文章目录
- 1. 背景
- 2. 使用自定义的jdk
1. 背景
公司的hadoop集群默认使用的还是jdk1.7 我刚来不知道,用spark2.0+jdk1.8开发了应用程序。 提交到集群上面报错
Job aborted due to stage failure: Task 1 in stage 37.0 failed 4 times, most recent failure: Lost task 1.3 in stage 37.0 (TID 10960, hadoop37):
java.lang.UnsupportedClassVersionError: com/chen/search//task/IndexBuilder$1 : Unsupported major.minor version 52.0
当时内心有点崩溃,没想到集群只支持jdk1.7, 最开始想到的方案是降低当前工程的jdk版本吧,于是在本地又装了一个jdk1.7, 然后各种依赖的包都要处理,因为很多第三方包新一些的都是jdk1.8了,让人欲哭无泪,我一顿操作,终于把大部分依赖都降低到了1.7, 结果发现有一个没法绕过去的地方,这个spark任务最终要写入Elasticsearch, ES的版本是7.+, 7.0之后ES的client对jdk1.7已经不再支持了,所以也决定了这个问题无法通过降低jdk来完成了,而且降低jdk的操作本来也不合我的想法,开历史倒车。
2. 使用自定义的jdk
上面的一顿操作猛如虎,一看结果啥用没有,比较坑。也说明我的思维不够灵活,遇到问题第一个想到的是适应,比如hadoop平台说只支持1.7,我就去降低自己的代码的jdk版本,没有想过怎样在集群中运行高版本的jdk。还好在经历上面的失败之后我并没有放弃,想到有没有其他方案呢,我就查了一下,结果真的有,就是hadoop集群的多版本jdk的方案。这里需要提交的时候做更多的配置。整个的提交命令是这样的:
spark-submit --deploy-mode client --master yarn --class com.xxxx.task.RebuildStarter \
--driver-memory 2G \
--num-executors 80 \
--queue aaa \
--conf spark.default.parallelism=60 \
--executor-cores 4 \
--executor-memory 16G \
user-1.0-SNAPSHOT.jar \
--conf "spark.yarn.appMasterEnv.JAVA_HOME=/opt/jdk1.8.0_181" \
--conf "spark.executorEnv.JAVA_HOME=/opt/jdk1.8.0_181" \
--conf "spark.yarn.executor.memoryOverhead=2048" 2>&1
其中比较重要的是
--conf "spark.yarn.appMasterEnv.JAVA_HOME=/opt/jdk1.8.0_181" \
--conf "spark.executorEnv.JAVA_HOME=/opt/jdk1.8.0_181" \
这个设置需要在hadoop集群中所有的机器上都安装jdk1.8,其实就是解压放上去就好,所以实际上不会对集群的稳定性造成影响。

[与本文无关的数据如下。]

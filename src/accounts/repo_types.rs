use lazy_static::lazy_static;
use regex::Regex;
use serde::{Deserialize, Serialize};
use sqlx::FromRow;
use time::OffsetDateTime;
use uuid::Uuid;

pub const FULL_NAME_MIN: usize = 2;
pub const FULL_NAME_MAX: usize = 50;

#[derive(Debug, Clone, Copy, Default, PartialEq, Eq, Serialize, Deserialize, sqlx::Type)]
#[serde(rename_all = "lowercase")]
#[sqlx(type_name = "account_role", rename_all = "lowercase")]
pub enum Role {
    #[default]
    User,
    Admin,
}

#[derive(Debug, Clone, Copy, Default, PartialEq, Eq, Serialize, Deserialize, sqlx::Type)]
#[serde(rename_all = "lowercase")]
#[sqlx(type_name = "account_status", rename_all = "lowercase")]
pub enum AccountStatus {
    #[default]
    Active,
    Inactive,
}

/// Account record as stored, password hash included. Not `Serialize`; use
/// [`PublicAccount`] for anything leaving the process.
#[derive(Debug, Clone, FromRow)]
pub struct Account {
    pub id: Uuid,
    pub full_name: String,
    pub email: String,
    pub password_hash: String,
    pub role: Role,
    pub status: AccountStatus,
    pub last_login_at: Option<OffsetDateTime>,
    pub created_at: OffsetDateTime,
    pub updated_at: OffsetDateTime,
}

impl Account {
    pub fn is_active(&self) -> bool {
        self.status == AccountStatus::Active
    }
}

/// External projection of an account: everything except the credential hash.
#[derive(Debug, Clone, PartialEq, Eq, Serialize)]
#[serde(rename_all = "camelCase")]
pub struct PublicAccount {
    pub id: Uuid,
    pub full_name: String,
    pub email: String,
    pub role: Role,
    pub status: AccountStatus,
    #[serde(with = "time::serde::rfc3339::option")]
    pub last_login_at: Option<OffsetDateTime>,
    #[serde(with = "time::serde::rfc3339")]
    pub created_at: OffsetDateTime,
    #[serde(with = "time::serde::rfc3339")]
    pub updated_at: OffsetDateTime,
}

impl PublicAccount {
    pub fn is_admin(&self) -> bool {
        self.role == Role::Admin
    }
}

impl From<Account> for PublicAccount {
    fn from(a: Account) -> Self {
        Self {
            id: a.id,
            full_name: a.full_name,
            email: a.email,
            role: a.role,
            status: a.status,
            last_login_at: a.last_login_at,
            created_at: a.created_at,
            updated_at: a.updated_at,
        }
    }
}

/// Input for [`super::AccountStore::create`]. Fields are already validated and
/// the password already hashed.
#[derive(Debug, Clone)]
pub struct NewAccount {
    pub full_name: String,
    pub email: String,
    pub password_hash: String,
    pub role: Role,
}

pub fn normalize_email(email: &str) -> String {
    email.trim().to_lowercase()
}

// Field rules return the message shown to the caller.

pub fn validate_full_name(name: &str) -> Result<(), String> {
    let len = name.chars().count();
    if len == 0 {
        return Err("Full name is required".into());
    }
    if len < FULL_NAME_MIN {
        return Err(format!("Full name must be at least {FULL_NAME_MIN} characters"));
    }
    if len > FULL_NAME_MAX {
        return Err(format!("Full name cannot exceed {FULL_NAME_MAX} characters"));
    }
    Ok(())
}

pub fn validate_email(email: &str) -> Result<(), String> {
    if email.is_empty() {
        return Err("Email is required".into());
    }
    if !is_valid_email(email) {
        return Err("Please enter a valid email address".into());
    }
    Ok(())
}

pub(crate) fn is_valid_email(email: &str) -> bool {
    lazy_static! {
        static ref EMAIL_RE: Regex =
            Regex::new(r"^\w+([.-]?\w+)*@\w+([.-]?\w+)*(\.\w{2,3})+$").unwrap();
    }
    EMAIL_RE.is_match(email)
}
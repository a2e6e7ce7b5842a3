use std::collections::HashMap;

use async_trait::async_trait;
use time::OffsetDateTime;
use tokio::sync::RwLock;
use uuid::Uuid;

use super::repo::{AccountStore, StoreError, StoreResult};
use super::repo_types::{Account, AccountStatus, NewAccount};

/// Process-local account store. Uniqueness of email is checked and the insert
/// performed under the same write lock.
#[derive(Default)]
pub struct MemoryAccountStore {
    accounts: RwLock<HashMap<Uuid, Account>>,
}

impl MemoryAccountStore {
    pub fn new() -> Self {
        Self::default()
    }

    async fn modify(&self, id: Uuid, apply: impl FnOnce(&mut Account)) -> Option<Account> {
        let mut accounts = self.accounts.write().await;
        let stored = accounts.get_mut(&id)?;
        apply(stored);
        stored.updated_at = OffsetDateTime::now_utc();
        Some(stored.clone())
    }
}

#[async_trait]
impl AccountStore for MemoryAccountStore {
    async fn find_by_email(&self, email: &str) -> StoreResult<Option<Account>> {
        let email = email.to_lowercase();
        let accounts = self.accounts.read().await;
        Ok(accounts
            .values()
            .find(|a| a.email.to_lowercase() == email)
            .cloned())
    }

    async fn find_by_id(&self, id: Uuid) -> StoreResult<Option<Account>> {
        Ok(self.accounts.read().await.get(&id).cloned())
    }

    async fn create(&self, new: NewAccount) -> StoreResult<Account> {
        let mut accounts = self.accounts.write().await;
        let email = new.email.to_lowercase();
        if accounts.values().any(|a| a.email.to_lowercase() == email) {
            return Err(StoreError::DuplicateEmail);
        }

        let now = OffsetDateTime::now_utc();
        let account = Account {
            id: Uuid::new_v4(),
            full_name: new.full_name,
            email: new.email,
            password_hash: new.password_hash,
            role: new.role,
            status: AccountStatus::Active,
            last_login_at: None,
            created_at: now,
            updated_at: now,
        };
        accounts.insert(account.id, account.clone());
        Ok(account)
    }

    async fn record_login(&self, id: Uuid, at: OffsetDateTime) -> StoreResult<Option<Account>> {
        Ok(self.modify(id, |a| a.last_login_at = Some(at)).await)
    }

    async fn set_status(&self, id: Uuid, status: AccountStatus) -> StoreResult<Option<Account>> {
        Ok(self.modify(id, |a| a.status = status).await)
    }

    async fn update_details(
        &self,
        id: Uuid,
        full_name: Option<&str>,
        password_hash: Option<&str>,
    ) -> StoreResult<Option<Account>> {
        Ok(self
            .modify(id, |a| {
                if let Some(name) = full_name {
                    a.full_name = name.to_string();
                }
                if let Some(hash) = password_hash {
                    a.password_hash = hash.to_string();
                }
            })
            .await)
    }

    async fn count(&self) -> StoreResult<u64> {
        Ok(self.accounts.read().await.len() as u64)
    }

    async fn find_page(&self, skip: u64, limit: u64) -> StoreResult<Vec<Account>> {
        let accounts = self.accounts.read().await;
        let mut all: Vec<&Account> = accounts.values().collect();
        all.sort_by(|a, b| {
            b.created_at
                .cmp(&a.created_at)
                .then_with(|| b.id.cmp(&a.id))
        });
        Ok(all
            .into_iter()
            .skip(usize::try_from(skip).unwrap_or(usize::MAX))
            .take(usize::try_from(limit).unwrap_or(usize::MAX))
            .cloned()
            .collect())
    }
}
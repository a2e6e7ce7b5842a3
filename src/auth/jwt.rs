use std::time::Duration;

use jsonwebtoken::{
    decode, encode, errors::ErrorKind as JwtErrorKind, Algorithm, DecodingKey, EncodingKey,
    Header, Validation,
};
use serde::{Deserialize, Serialize};
use thiserror::Error;
use time::{Duration as TimeDuration, OffsetDateTime};
use tracing::debug;
use uuid::Uuid;

use crate::config::JwtConfig;

#[derive(Debug, Serialize, Deserialize)]
pub struct Claims {
    pub sub: Uuid,
    pub exp: i64,
    pub iat: i64,
    pub iss: String,
    pub aud: String,
}

/// Why a presented token was refused.
#[derive(Debug, Clone, Copy, PartialEq, Eq, Error)]
pub enum TokenError {
    #[error("token is malformed")]
    Malformed,
    #[error("token signature is invalid")]
    InvalidSignature,
    #[error("token has expired")]
    Expired,
}

impl From<jsonwebtoken::errors::Error> for TokenError {
    fn from(e: jsonwebtoken::errors::Error) -> Self {
        match e.kind() {
            JwtErrorKind::ExpiredSignature => TokenError::Expired,
            // Signed with a different key, or minted for another issuer/audience.
            JwtErrorKind::InvalidSignature
            | JwtErrorKind::InvalidIssuer
            | JwtErrorKind::InvalidAudience => TokenError::InvalidSignature,
            _ => TokenError::Malformed,
        }
    }
}

/// Signing material, built once at startup and shared read-only.
#[derive(Clone)]
pub struct JwtKeys {
    encoding: EncodingKey,
    decoding: DecodingKey,
    issuer: String,
    audience: String,
    ttl: Duration,
}

impl JwtKeys {
    pub fn from_config(cfg: &JwtConfig) -> Self {
        Self {
            encoding: EncodingKey::from_secret(cfg.secret.as_bytes()),
            decoding: DecodingKey::from_secret(cfg.secret.as_bytes()),
            issuer: cfg.issuer.clone(),
            audience: cfg.audience.clone(),
            ttl: cfg.ttl(),
        }
    }

    pub fn issue(&self, account_id: Uuid) -> anyhow::Result<String> {
        let now = OffsetDateTime::now_utc();
        let exp = now + TimeDuration::seconds(self.ttl.as_secs() as i64);
        self.sign(account_id, now, exp)
    }

    pub(crate) fn sign(
        &self,
        account_id: Uuid,
        iat: OffsetDateTime,
        exp: OffsetDateTime,
    ) -> anyhow::Result<String> {
        let claims = Claims {
            sub: account_id,
            iat: iat.unix_timestamp(),
            exp: exp.unix_timestamp(),
            iss: self.issuer.clone(),
            aud: self.audience.clone(),
        };
        let token = encode(&Header::new(Algorithm::HS256), &claims, &self.encoding)?;
        debug!(account_id = %account_id, "jwt signed");
        Ok(token)
    }

    pub fn verify(&self, token: &str) -> Result<Uuid, TokenError> {
        let mut validation = Validation::new(Algorithm::HS256);
        validation.leeway = 0;
        validation.set_audience(std::slice::from_ref(&self.audience));
        validation.set_issuer(std::slice::from_ref(&self.issuer));
        let data = decode::<Claims>(token, &self.decoding, &validation)?;
        debug!(account_id = %data.claims.sub, "jwt verified");
        Ok(data.claims.sub)
    }
}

设置master和executor的jdk。这个方案也是我从网上找到的一个方案,但是在我实际运行后不行,依然报上面的jdk的版本不支持的错误,有点头大, 这个时候,我想有没有可能是这些命令在将任务提交到其他executor的时候没有分发过去呢(在使用集群的时候多少觉得这个集群哪里不对头)?

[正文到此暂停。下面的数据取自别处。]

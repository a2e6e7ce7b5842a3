use tracing::{info, instrument, warn};
use uuid::Uuid;

use super::dto::Pagination;
use crate::{
    accounts::{AccountStatus, AccountStore, PublicAccount},
    error::ApiError,
};

#[derive(Debug)]
pub struct AccountPage {
    pub accounts: Vec<PublicAccount>,
    pub total: u64,
    pub page: u64,
    pub page_size: u64,
    pub total_pages: u64,
}

#[instrument(skip(store))]
pub async fn list_accounts(store: &dyn AccountStore, p: Pagination) -> Result<AccountPage, ApiError> {
    let page_size = p.page_size.max(1);
    let total = store.count().await?;
    let skip = p.page.saturating_sub(1).saturating_mul(page_size);
    let accounts = store
        .find_page(skip, page_size)
        .await?
        .into_iter()
        .map(PublicAccount::from)
        .collect();

    Ok(AccountPage {
        accounts,
        total,
        page: p.page,
        page_size,
        total_pages: total.div_ceil(page_size),
    })
}

#[instrument(skip(store))]
pub async fn activate(store: &dyn AccountStore, account_id: Uuid) -> Result<PublicAccount, ApiError> {
    let account = store.find_by_id(account_id).await?.ok_or(ApiError::NotFound)?;
    if account.status == AccountStatus::Active {
        return Err(ApiError::AlreadyActive);
    }

    let saved = store
        .set_status(account.id, AccountStatus::Active)
        .await?
        .ok_or(ApiError::NotFound)?;
    info!(account_id = %saved.id, "account activated");
    Ok(saved.into())
}

#[instrument(skip(store))]
pub async fn deactivate(
    store: &dyn AccountStore,
    account_id: Uuid,
    requester_id: Uuid,
) -> Result<PublicAccount, ApiError> {
    let account = store.find_by_id(account_id).await?.ok_or(ApiError::NotFound)?;
    if account.status == AccountStatus::Inactive {
        return Err(ApiError::AlreadyInactive);
    }
    if account.id == requester_id {
        warn!(account_id = %account.id, "self-deactivation refused");
        return Err(ApiError::SelfDeactivationForbidden);
    }

    let saved = store
        .set_status(account.id, AccountStatus::Inactive)
        .await?
        .ok_or(ApiError::NotFound)?;
    info!(account_id = %saved.id, by = %requester_id, "account deactivated");
    Ok(saved.into())
}
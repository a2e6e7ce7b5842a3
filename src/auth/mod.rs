use crate::state::AppState;
use axum::Router;

mod dto;
pub mod extractors;
pub mod handlers;
pub mod jwt;
pub mod password;
pub mod services;

pub fn router() -> Router<AppState> {
    Router::new()
        .merge(handlers::auth_routes())
        .merge(handlers::me_routes())
}
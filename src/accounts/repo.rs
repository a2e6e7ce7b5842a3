use anyhow::Context;
use async_trait::async_trait;
use sqlx::PgPool;
use thiserror::Error;
use time::OffsetDateTime;
use uuid::Uuid;

use super::repo_types::{Account, AccountStatus, NewAccount};

#[derive(Debug, Error)]
pub enum StoreError {
    #[error("email already registered")]
    DuplicateEmail,
    #[error(transparent)]
    Backend(#[from] anyhow::Error),
}

pub type StoreResult<T> = Result<T, StoreError>;

/// Persistence contract for accounts.
///
/// `create` is the authority on email uniqueness: implementations must reject a
/// second account with the same (lowercased) email atomically and report it
/// as [`StoreError::DuplicateEmail`].
#[async_trait]
pub trait AccountStore: Send + Sync {
    async fn find_by_email(&self, email: &str) -> StoreResult<Option<Account>>;
    async fn find_by_id(&self, id: Uuid) -> StoreResult<Option<Account>>;
    async fn create(&self, new: NewAccount) -> StoreResult<Account>;

    // Each update touches only its own columns, bumps `updated_at`, and
    // returns the fresh row, or `None` if the account no longer exists.
    async fn record_login(&self, id: Uuid, at: OffsetDateTime) -> StoreResult<Option<Account>>;
    async fn set_status(&self, id: Uuid, status: AccountStatus) -> StoreResult<Option<Account>>;
    /// `None` leaves the corresponding column unchanged.
    async fn update_details(
        &self,
        id: Uuid,
        full_name: Option<&str>,
        password_hash: Option<&str>,
    ) -> StoreResult<Option<Account>>;

    async fn count(&self) -> StoreResult<u64>;
    /// Accounts ordered newest first.
    async fn find_page(&self, skip: u64, limit: u64) -> StoreResult<Vec<Account>>;
}

const ACCOUNT_COLUMNS: &str = "id, full_name, email, password_hash, role, status, \
                               last_login_at, created_at, updated_at";

#[derive(Clone)]
pub struct PgAccountStore {
    db: PgPool,
}

impl PgAccountStore {
    pub fn new(db: PgPool) -> Self {
        Self { db }
    }
}

fn is_unique_violation(e: &sqlx::Error) -> bool {
    matches!(e, sqlx::Error::Database(db) if db.code().as_deref() == Some("23505"))
}

#[async_trait]
impl AccountStore for PgAccountStore {
    async fn find_by_email(&self, email: &str) -> StoreResult<Option<Account>> {
        let account = sqlx::query_as::<_, Account>(&format!(
            "SELECT {ACCOUNT_COLUMNS} FROM accounts WHERE lower(email) = lower($1)"
        ))
        .bind(email)
        .fetch_optional(&self.db)
        .await
        .context("find account by email")?;
        Ok(account)
    }

    async fn find_by_id(&self, id: Uuid) -> StoreResult<Option<Account>> {
        let account = sqlx::query_as::<_, Account>(&format!(
            "SELECT {ACCOUNT_COLUMNS} FROM accounts WHERE id = $1"
        ))
        .bind(id)
        .fetch_optional(&self.db)
        .await
        .context("find account by id")?;
        Ok(account)
    }

    async fn create(&self, new: NewAccount) -> StoreResult<Account> {
        let result = sqlx::query_as::<_, Account>(&format!(
            r#"
            INSERT INTO accounts (id, full_name, email, password_hash, role)
            VALUES ($1, $2, $3, $4, $5)
            RETURNING {ACCOUNT_COLUMNS}
            "#
        ))
        .bind(Uuid::new_v4())
        .bind(&new.full_name)
        .bind(&new.email)
        .bind(&new.password_hash)
        .bind(new.role)
        .fetch_one(&self.db)
        .await;

        match result {
            Ok(account) => Ok(account),
            Err(e) if is_unique_violation(&e) => Err(StoreError::DuplicateEmail),
            Err(e) => Err(anyhow::Error::new(e).context("insert account").into()),
        }
    }

    async fn record_login(&self, id: Uuid, at: OffsetDateTime) -> StoreResult<Option<Account>> {
        let account = sqlx::query_as::<_, Account>(&format!(
            r#"
            UPDATE accounts
               SET last_login_at = $2, updated_at = now()
             WHERE id = $1
            RETURNING {ACCOUNT_COLUMNS}
            "#
        ))
        .bind(id)
        .bind(at)
        .fetch_optional(&self.db)
        .await
        .context("record last login")?;
        Ok(account)
    }

    async fn set_status(&self, id: Uuid, status: AccountStatus) -> StoreResult<Option<Account>> {
        let account = sqlx::query_as::<_, Account>(&format!(
            r#"
            UPDATE accounts
               SET status = $2, updated_at = now()
             WHERE id = $1
            RETURNING {ACCOUNT_COLUMNS}
            "#
        ))
        .bind(id)
        .bind(status)
        .fetch_optional(&self.db)
        .await
        .context("set account status")?;
        Ok(account)
    }

    async fn update_details(
        &self,
        id: Uuid,
        full_name: Option<&str>,
        password_hash: Option<&str>,
    ) -> StoreResult<Option<Account>> {
        let account = sqlx::query_as::<_, Account>(&format!(
            r#"
            UPDATE accounts
               SET full_name = COALESCE($2, full_name),
                   password_hash = COALESCE($3, password_hash),
                   updated_at = now()
             WHERE id = $1
            RETURNING {ACCOUNT_COLUMNS}
            "#
        ))
        .bind(id)
        .bind(full_name)
        .bind(password_hash)
        .fetch_optional(&self.db)
        .await
        .context("update account details")?;
        Ok(account)
    }

    async fn count(&self) -> StoreResult<u64> {
        let (n,): (i64,) = sqlx::query_as("SELECT COUNT(*) FROM accounts")
            .fetch_one(&self.db)
            .await
            .context("count accounts")?;
        Ok(n.max(0) as u64)
    }

    async fn find_page(&self, skip: u64, limit: u64) -> StoreResult<Vec<Account>> {
        let rows = sqlx::query_as::<_, Account>(&format!(
            r#"
            SELECT {ACCOUNT_COLUMNS}
            FROM accounts
            ORDER BY created_at DESC, id DESC
            LIMIT $1 OFFSET $2
            "#
        ))
        .bind(i64::try_from(limit).unwrap_or(i64::MAX))
        .bind(i64::try_from(skip).unwrap_or(i64::MAX))
        .fetch_all(&self.db)
        .await
        .context("list accounts page")?;
        Ok(rows)
    }
}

于是在代码里面增加了一些设置,就是把这个设置抄写了一遍
SparkConf sparkConf = new SparkConf()
.setAppName(JOB_NAME)
.set(ConfigurationOptions.ES_NODES, esHost)
.set(ConfigurationOptions.ES_PORT, esPort)

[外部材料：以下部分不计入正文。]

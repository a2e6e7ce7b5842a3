mod memory;
mod repo;
mod repo_types;

pub use memory::MemoryAccountStore;
pub use repo::{AccountStore, PgAccountStore, StoreError};
pub use repo_types::{
    normalize_email, validate_email, validate_full_name, Account, AccountStatus, NewAccount, PublicAccount, Role,
};
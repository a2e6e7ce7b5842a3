use serde::{Deserialize, Serialize};

use crate::accounts::PublicAccount;

/// Request body for signup. Every field is optional at the wire level so that
/// a missing field is reported as such instead of as a JSON rejection.
#[derive(Debug, Default, Deserialize)]
#[serde(rename_all = "camelCase")]
pub struct SignupRequest {
    pub full_name: Option<String>,
    pub email: Option<String>,
    pub password: Option<String>,
    pub confirm_password: Option<String>,
}

#[derive(Debug, Default, Deserialize)]
pub struct LoginRequest {
    pub email: Option<String>,
    pub password: Option<String>,
}

#[derive(Debug, Default, Deserialize)]
#[serde(rename_all = "camelCase")]
pub struct UpdateProfileRequest {
    pub full_name: Option<String>,
    pub current_password: Option<String>,
    pub new_password: Option<String>,
}

#[derive(Debug, Serialize)]
pub struct AccountResponse {
    pub success: bool,
    #[serde(skip_serializing_if = "Option::is_none")]
    pub message: Option<&'static str>,
    pub user: PublicAccount,
}

impl AccountResponse {
    pub fn new(user: PublicAccount) -> Self {
        Self { success: true, message: None, user }
    }

    pub fn with_message(message: &'static str, user: PublicAccount) -> Self {
        Self { success: true, message: Some(message), user }
    }
}

#[derive(Debug, Serialize)]
pub struct LoginResponse {
    pub success: bool,
    pub message: &'static str,
    pub token: String,
    pub user: PublicAccount,
}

.set(ConfigurationOptions.ES_NET_HTTP_AUTH_USER, esUser)
.set(ConfigurationOptions.ES_NET_HTTP_AUTH_PASS, esPass)
.set(ConfigurationOptions.ES_BATCH_SIZE_ENTRIES, "1000")
.set(ConfigurationOptions.ES_MAPPING_ID, ES_MAPPING_ID)
.set(ConfigurationOptions.ES_BATCH_WRITE_REFRESH, "false")
.set("spark.sql.warehouse.dir", "/user/hive/warehouse")
.set("spark.executorEnv.JAVA_HOME","/opt/jdk1.8.0_181")
.set("spark.default.parallelism","60")
.set("spark.yarn.executor.memoryOverhead","2048") ;
SparkSession session = SparkSession.builder().appName(JOB_NAME).config(sparkConf).enableHiveSupport().getOrCreate();
这样提交任务后终于不再报这个错了。